2013年に発動したアベノミクスの原動力は、保守的な姿勢を貫き長期デフレを半ば放置していた金融政策を、政治のリーダーシップで大きく変えたことだった。同様に、官僚組織の無謬性を乗り越え政治主導で財政政策を拡大させれば、金融政策の転換同様に金融市場の価格形成に大きく影響するだろう。

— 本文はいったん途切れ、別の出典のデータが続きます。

//! Date handling and freshness buckets

use crate::config::FreshnessThresholds;
use crate::types::{FreshnessSummary, Resource};
use chrono::{DateTime, Duration, NaiveDateTime, Utc};

/// Timestamp layout used by the resource table, e.g. `2025-07-14:09-30-00`
pub const TIMESTAMP_FORMAT: &str = "%Y-%m-%d:%H-%M-%S";

/// Parse a table timestamp; blank or malformed values yield `None`
pub fn parse_timestamp(raw: &str) -> Option<DateTime<Utc>> {
    let raw = raw.trim();
    if raw.is_empty() {
        return None;
    }
    NaiveDateTime::parse_from_str(raw, TIMESTAMP_FORMAT)
        .ok()
        .map(|naive| naive.and_utc())
}

/// Whole days elapsed between `then` and `now`
pub fn days_since(then: DateTime<Utc>, now: DateTime<Utc>) -> i64 {
    (now - then).num_days()
}

/// True if `then` is at most `days` whole days before `now`
pub fn within_days(then: DateTime<Utc>, now: DateTime<Utc>, days: u32) -> bool {
    days_since(then, now) <= i64::from(days)
}

/// True if `then` falls inside the window `[now - days, ∞)`.
///
/// A window reaching past the representable date range covers every date.
pub fn on_or_after_cutoff(then: DateTime<Utc>, now: DateTime<Utc>, days: u32) -> bool {
    match now.checked_sub_signed(Duration::days(i64::from(days))) {
        Some(cutoff) => then >= cutoff,
        None => true,
    }
}

/// Count the freshness buckets for a set of resources
pub fn freshness_summary<'a, I>(
    resources: I,
    now: DateTime<Utc>,
    thresholds: &FreshnessThresholds,
) -> FreshnessSummary
where
    I: IntoIterator<Item = &'a Resource>,
{
    let mut summary = FreshnessSummary::default();

    for resource in resources {
        if resource
            .added_at
            .is_some_and(|added| within_days(added, now, thresholds.recent_added_days))
        {
            summary.recently_added += 1;
        }

        match resource.last_checked_at {
            None => summary.never_checked += 1,
            Some(checked) => {
                let age = days_since(checked, now);
                if age <= i64::from(thresholds.recent_checked_days) {
                    summary.recently_checked += 1;
                } else if age > i64::from(thresholds.outdated_days) {
                    summary.outdated_checks += 1;
                }
            }
        }
    }

    summary
}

なお、アベノミクスの第二の矢である機動的な財政政策について効果は出尽くしたとの見方も多い。確かに、2013~2014年前半まで公共投資が増えた分は成長率を押し上げた。ただ、2014年の8兆円の大規模増税によって財政政策全体でみれば、第二の矢は2104年から逆噴射に転じている。

財政政策の再点火は妥当

8兆円規模の消費増税のインパクトが甚大だったことに加えて、公共投資主導で歳出拡大を図ったため、波及効果が一部業種にしか及ばなかった側面もある。誤解のないよう申し上げたいのは、筆者は国土強靭化の名のもとの公共投資拡大は必要と考えていない。逆噴射した第二の矢を再び成長率を押し上げる方向に、財政政策を転換させることが望ましいということである。

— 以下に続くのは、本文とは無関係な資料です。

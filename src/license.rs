//! License normalization and risk categorization

use crate::config::LicensePolicy;
use crate::types::LicenseRisk;

/// Bucket name for resources without a license
pub const UNLICENSED: &str = "unlicensed";

/// Normalize a raw license cell; `None` when it is blank or a missing marker
pub fn normalize_license(raw: &str, policy: &LicensePolicy) -> Option<String> {
    let trimmed = raw.trim();
    if trimmed.is_empty() {
        return None;
    }

    if policy
        .missing_markers
        .iter()
        .any(|marker| marker.eq_ignore_ascii_case(trimmed))
    {
        return None;
    }

    Some(trimmed.to_string())
}

/// Distribution key for a license
pub fn license_bucket(license: Option<&str>) -> &str {
    license.unwrap_or(UNLICENSED)
}

/// Check a license against a filter value (whole value, case-insensitive)
pub fn license_matches(license: Option<&str>, pattern: &str) -> bool {
    license.is_some_and(|l| l.to_lowercase() == pattern.to_lowercase())
}

/// Categorize a license into risk levels
pub fn categorize_license(license: Option<&str>) -> LicenseRisk {
    let Some(license) = license else {
        return LicenseRisk::Unknown;
    };
    let license_lower = license.to_lowercase();

    // dual licenses like "MIT OR GPL-3.0" count as permissive
    if is_permissive(&license_lower) {
        return LicenseRisk::Permissive;
    }

    if is_copyleft(&license_lower) {
        return LicenseRisk::Copyleft;
    }

    if is_proprietary(&license_lower) {
        return LicenseRisk::Proprietary;
    }

    LicenseRisk::Unknown
}

/// Check if license is permissive
fn is_permissive(license: &str) -> bool {
    let permissive = [
        "mit",
        "apache",
        "bsd",
        "isc",
        "0bsd",
        "unlicense",
        "cc0",
        "wtfpl",
        "zlib",
        "boost",
        "bsl-1.0",
    ];

    permissive.iter().any(|&p| license.contains(p))
}

/// Check if license is copyleft
fn is_copyleft(license: &str) -> bool {
    let copyleft = [
        "gpl",
        "mpl",
        "eupl",
        "osl",
        "ms-pl",
        "cddl",
        "epl",
        "cc-by-sa",
    ];

    copyleft.iter().any(|&c| license.contains(c))
}

/// Check if license is proprietary/restrictive
fn is_proprietary(license: &str) -> bool {
    let proprietary = [
        "proprietary",
        "commercial",
        "private",
        "all rights reserved",
        "other",
    ];

    proprietary.iter().any(|&p| license.contains(p))
}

インフレ率が再びゼロ近傍まで低下するという2013年と同様の経済状況を踏まえれば、総需要を安定化するために財政政策を再点火するのは経済理論的には妥当である。この点は、クルーグマン、スティグリッツなどの著名な経済学者が強く主張していることでもある。

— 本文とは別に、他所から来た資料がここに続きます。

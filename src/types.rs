//! Core data types for resource auditing

use crate::filter::FilterOptions;
use chrono::{DateTime, Utc};
use serde::ser::SerializeMap;
use serde::{Serialize, Serializer};
use std::collections::HashMap;

/// A single cataloged entry of the resource list
#[derive(Debug, Clone, PartialEq, Eq, Serialize)]
pub struct Resource {
    /// Unique identifier
    pub id: String,
    /// Human-readable name
    pub display_name: String,
    pub category: String,
    pub sub_category: Option<String>,
    pub author: String,
    /// `None` when the table has no license or a "not found" marker
    pub license: Option<String>,
    /// Whether the upstream origin was reachable at the last check
    pub active: bool,
    /// Whether the resource was taken down upstream
    pub removed_from_origin: bool,
    pub primary_link: String,
    pub added_at: Option<DateTime<Utc>>,
    pub last_checked_at: Option<DateTime<Utc>>,
}

/// Count distribution ordered by count (descending), ties in first-seen order.
///
/// Serializes as a JSON object whose keys keep that order.
#[derive(Debug, Clone, Default, PartialEq, Eq)]
pub struct Tally {
    entries: Vec<(String, usize)>,
}

impl Tally {
    /// Count every key produced by `keys`
    pub fn count<I, S>(keys: I) -> Self
    where
        I: IntoIterator<Item = S>,
        S: Into<String>,
    {
        let mut index: HashMap<String, usize> = HashMap::new();
        let mut entries: Vec<(String, usize)> = Vec::new();

        for key in keys {
            let key = key.into();
            match index.get(&key) {
                Some(&pos) => entries[pos].1 += 1,
                None => {
                    index.insert(key.clone(), entries.len());
                    entries.push((key, 1));
                }
            }
        }

        // stable: equal counts stay in first-seen order
        entries.sort_by(|a, b| b.1.cmp(&a.1));
        Self { entries }
    }

    /// Keep only the `n` most common keys
    pub fn truncated(mut self, n: usize) -> Self {
        self.entries.truncate(n);
        self
    }

    pub fn get(&self, key: &str) -> Option<usize> {
        self.entries
            .iter()
            .find(|(k, _)| k == key)
            .map(|(_, count)| *count)
    }

    pub fn len(&self) -> usize {
        self.entries.len()
    }

    pub fn is_empty(&self) -> bool {
        self.entries.is_empty()
    }

    /// Sum of all counts
    pub fn total(&self) -> usize {
        self.entries.iter().map(|(_, count)| count).sum()
    }

    pub fn iter(&self) -> impl Iterator<Item = (&str, usize)> {
        self.entries.iter().map(|(k, count)| (k.as_str(), *count))
    }
}

impl Serialize for Tally {
    fn serialize<S: Serializer>(&self, serializer: S) -> std::result::Result<S::Ok, S::Error> {
        let mut map = serializer.serialize_map(Some(self.entries.len()))?;
        for (key, count) in &self.entries {
            map.serialize_entry(key, count)?;
        }
        map.end()
    }
}

/// License risk categorization
#[derive(Debug, Clone, Copy, PartialEq, Eq)]
pub enum LicenseRisk {
    /// Permissive licenses (MIT, Apache, BSD, etc.)
    Permissive,
    /// Copyleft licenses (GPL, LGPL, AGPL, etc.)
    Copyleft,
    /// Proprietary or restrictive licenses
    Proprietary,
    /// License not found or not recognized
    Unknown,
}

impl LicenseRisk {
    pub fn as_str(&self) -> &'static str {
        match self {
            Self::Permissive => "permissive",
            Self::Copyleft => "copyleft",
            Self::Proprietary => "proprietary",
            Self::Unknown => "unknown",
        }
    }
}

/// Freshness buckets
#[derive(Debug, Clone, Default, PartialEq, Eq, Serialize)]
pub struct FreshnessSummary {
    pub recently_added: usize,
    pub recently_checked: usize,
    pub never_checked: usize,
    pub outdated_checks: usize,
}

/// Why a resource shows up in the issue list
#[derive(Debug, Clone, Copy, PartialEq, Eq, Serialize)]
#[serde(rename_all = "snake_case")]
pub enum IssueKind {
    Inactive,
    MissingLicense,
    RemovedFromOrigin,
}

impl std::fmt::Display for IssueKind {
    fn fmt(&self, f: &mut std::fmt::Formatter<'_>) -> std::fmt::Result {
        match self {
            Self::Inactive => write!(f, "inactive"),
            Self::MissingLicense => write!(f, "missing license"),
            Self::RemovedFromOrigin => write!(f, "removed from origin"),
        }
    }
}

/// A resource flagged by the audit
#[derive(Debug, Clone, PartialEq, Eq, Serialize)]
pub struct Issue {
    pub id: String,
    pub name: String,
    pub kinds: Vec<IssueKind>,
}

/// Summary statistics for a set of resources
#[derive(Debug, Clone, Default, PartialEq, Eq, Serialize)]
pub struct AuditSummary {
    pub total_resources: usize,
    pub active: usize,
    pub inactive: usize,
    pub categories: Tally,
    pub sub_categories: Tally,
    pub licenses: Tally,
    pub license_risk: Tally,
    pub no_license: usize,
    pub unique_authors: usize,
    pub top_authors: Tally,
    pub freshness: FreshnessSummary,
    pub removed_from_origin: usize,
    pub issues: Vec<Issue>,
}

/// Whether the summary covers the whole dataset or a filtered scope
#[derive(Debug, Clone, Copy, PartialEq, Eq, Serialize)]
#[serde(rename_all = "snake_case")]
pub enum AuditMode {
    HighLevel,
    Scoped,
}

/// A matched resource together with its check age
#[derive(Debug, Clone, PartialEq, Eq, Serialize)]
pub struct ResourceDetail {
    #[serde(flatten)]
    pub resource: Resource,
    /// Whole days since the last check, `None` if never checked
    pub days_since_check: Option<i64>,
}

/// Complete audit report for a resource table
#[derive(Debug, Clone, Serialize)]
pub struct AuditReport {
    /// Where the resources came from, if loaded from a file
    #[serde(skip_serializing_if = "Option::is_none")]
    pub dataset: Option<String>,
    /// Reference time the freshness metrics were computed against
    pub generated_at: DateTime<Utc>,
    pub mode: AuditMode,
    pub filters: FilterOptions,
    pub matched_count: usize,
    /// Matched resources in source order
    pub resources: Vec<ResourceDetail>,
    pub summary: AuditSummary,
}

また、筆者は根拠が薄い「金融政策の限界論」には懐疑的だが、金融政策の景気刺激効果を高めるための財政政策の後押しは効果があると考えている。繰り返しになるが、単に財政支出拡大といっても、ボトルネックが問題になっている建設業などに対して公共投資を増やしても、資源配分が歪む弊害が大きい。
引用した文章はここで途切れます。